What qualifies as per se illegal:


- Agreements to price fix, bid rigging, group boycotts

Jan 31, 2022


Sherman Act Section 1 - Concerted Action (an agreement)
Separate economic actors pursuing separate economic interests conspire under sec 1
- Activity within a single firm could be a violation under section 2

Brown Antitrust Case Note: Students are the product (input of experience to other students) and
purchaser (education)

Consider:
- For horizontal restraint cases, try to identify facts that could ifner an agreement between
market participants
- Was parallel pricing by competitors enough, or was the existence of “plus-factors” also
important
- What plus-factors do Courts tend to weigh the most heavily?

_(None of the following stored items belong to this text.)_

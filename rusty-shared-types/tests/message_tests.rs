use rusty_shared_types::wire::{decode_message, encode_message, CodecError, MAX_MESSAGE_SIZE};
use rusty_shared_types::*;

fn broadcast() -> MasternodeBroadcast {
    MasternodeBroadcast {
        collateral: MasternodeID(OutPoint::new([4; 32], 1)),
        service_addr: "10.1.2.3:16518".parse().unwrap(),
        collateral_pubkey: [5; 32],
        service_pubkey: [6; 32],
        protocol_version: 70206,
        sig_time: 1_700_000_000,
        signature: vec![9; 64],
        last_ping: None,
    }
}

#[test]
fn test_announcement_with_ping_survives_the_wire() {
    let mut mnb = broadcast();
    mnb.last_ping = Some(MasternodePing {
        collateral: mnb.collateral.clone(),
        block_hash: [7; 32],
        sig_time: mnb.sig_time + 600,
        signature: vec![8; 64],
    });
    let message = MasternodeMessage::Broadcast(mnb);
    assert_eq!(decode_message(&encode_message(&message).unwrap()).unwrap(), message);
}

#[test]
fn test_every_signed_field_changes_the_signing_bytes() {
    let original = broadcast();
    let variants = [
        MasternodeBroadcast { service_addr: "10.1.2.4:16518".parse().unwrap(), ..broadcast() },
        MasternodeBroadcast { collateral_pubkey: [1; 32], ..broadcast() },
        MasternodeBroadcast { service_pubkey: [1; 32], ..broadcast() },
        MasternodeBroadcast { protocol_version: 70207, ..broadcast() },
        MasternodeBroadcast { sig_time: 1_700_000_001, ..broadcast() },
        MasternodeBroadcast { collateral: MasternodeID(OutPoint::new([4; 32], 2)), ..broadcast() },
    ];
    for changed in &variants {
        assert_ne!(changed.signing_bytes(), original.signing_bytes());
    }
    // The signature itself is not signed, but it does distinguish messages.
    let resigned = MasternodeBroadcast { signature: vec![1; 64], ..broadcast() };
    assert_eq!(resigned.signing_bytes(), original.signing_bytes());
    assert_ne!(resigned.hash(), original.hash());
}

#[test]
fn test_oversized_payload_is_rejected() {
    let mut bytes = vec![wire::WIRE_VERSION];
    bytes.extend(std::iter::repeat(0u8).take(MAX_MESSAGE_SIZE + 1));
    assert!(matches!(decode_message(&bytes), Err(CodecError::MessageTooLarge { .. })));
}

#[test]
fn test_collateral_ordering_and_display() {
    let low = MasternodeID(OutPoint::new([1; 32], 9));
    let high = MasternodeID(OutPoint::new([2; 32], 0));
    assert!(low < high);
    assert!(MasternodeID(OutPoint::new([1; 32], 0)) < low);
    assert_eq!(low.to_string(), format!("{}-9", "01".repeat(32)));
}
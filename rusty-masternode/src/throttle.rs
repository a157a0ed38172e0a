//! Per-key request rate limiting.

use std::collections::HashMap;
use std::hash::Hash;

use serde::{Deserialize, Serialize};

/// Remembers when each key last made a request and allows one request per interval.
#[derive(Debug, Clone, Serialize, Deserialize)]
pub struct RequestThrottle<K: Eq + Hash> {
    interval_secs: u64,
    last_request: HashMap<K, u64>,
}

impl<K: Eq + Hash> RequestThrottle<K> {
    pub fn new(interval_secs: u64) -> Self {
        Self { interval_secs, last_request: HashMap::new() }
    }

    /// Records the request and returns `true` if `key` is outside its interval.
    pub fn check_and_record(&mut self, key: K, now: u64) -> bool {
        if let Some(last) = self.last_request.get(&key) {
            if now < last.saturating_add(self.interval_secs) {
                return false;
            }
        }
        self.last_request.insert(key, now);
        true
    }

    pub fn last_request(&self, key: &K) -> Option<u64> {
        self.last_request.get(key).copied()
    }

    /// Drops entries whose interval has passed.
    pub fn prune(&mut self, now: u64) {
        let interval = self.interval_secs;
        self.last_request.retain(|_, last| now < last.saturating_add(interval));
    }

    pub fn len(&self) -> usize {
        self.last_request.len()
    }

    pub fn is_empty(&self) -> bool {
        self.last_request.is_empty()
    }
}
/// The masternode this node operates, if any.
pub struct LocalMasternode {
    pub collateral: MasternodeID,
    pub service_addr: SocketAddr,
    pub service_key: Arc<RustyKeyPair>,
}

/// Wires the registry to admission, verification, lifecycle, payments and sync.
pub struct MasternodeManager {
    config: MasternodeConfig,
    registry: Arc<MasternodeRegistry>,
    chain: Arc<dyn ChainView>,
    transport: Arc<dyn PeerTransport>,
    clock: Arc<dyn Clock>,
    governance: Arc<GovernanceDirtyQueue>,
    admission: AdmissionControl,
    verification: VerificationManager,
    scheduler: PaymentScheduler,
    lifecycle: LifecycleMonitor,
    sync: SyncDriver,
    local: Option<LocalMasternode>,
    /// Unix time of the most recent watchdog vote from any masternode
    last_watchdog_vote_time: AtomicU64,
}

Distinguishing Concerted from Unilateral Action


- Sherman Act places special emphasis on concerted action
- In per se cases, proving agreement is sufficient for plaintiffs to prevail
- Aggressive Section 1 enforcement against per se unlawful conduct drove cartels into the
shadows
- Courts rely on circumstantial evidence

Unilateral and Collective Action


- Monopolist can legally restrict output to raise prices
- Vertically integrated firm acts lawfully when it sets the price its wholly-owned retail outlets
can charge for products it makes
- But firms agreeing to act together to reach same results violate Section 1 and risk
criminal liability
Copperweld Corp. v. Independence Tube Corp. 282: A wholly owned subsidiary and its
parent company are incapable of conspiring with each other in violation of § 1 of the Sherman
Act. Section 1 prohibits agreements or conspiracies between separate entities that result in
unreasonable restraints of trade. Due to the separate-entity requirement, § 1 does not reach the
coordinated conduct of a corporation and one of its unincorporated divisions. A corporation and
its unincorporated divisions are functionally the same economic actor, and any agreement
between a corporation and its unincorporated divisions constitutes unilateral action.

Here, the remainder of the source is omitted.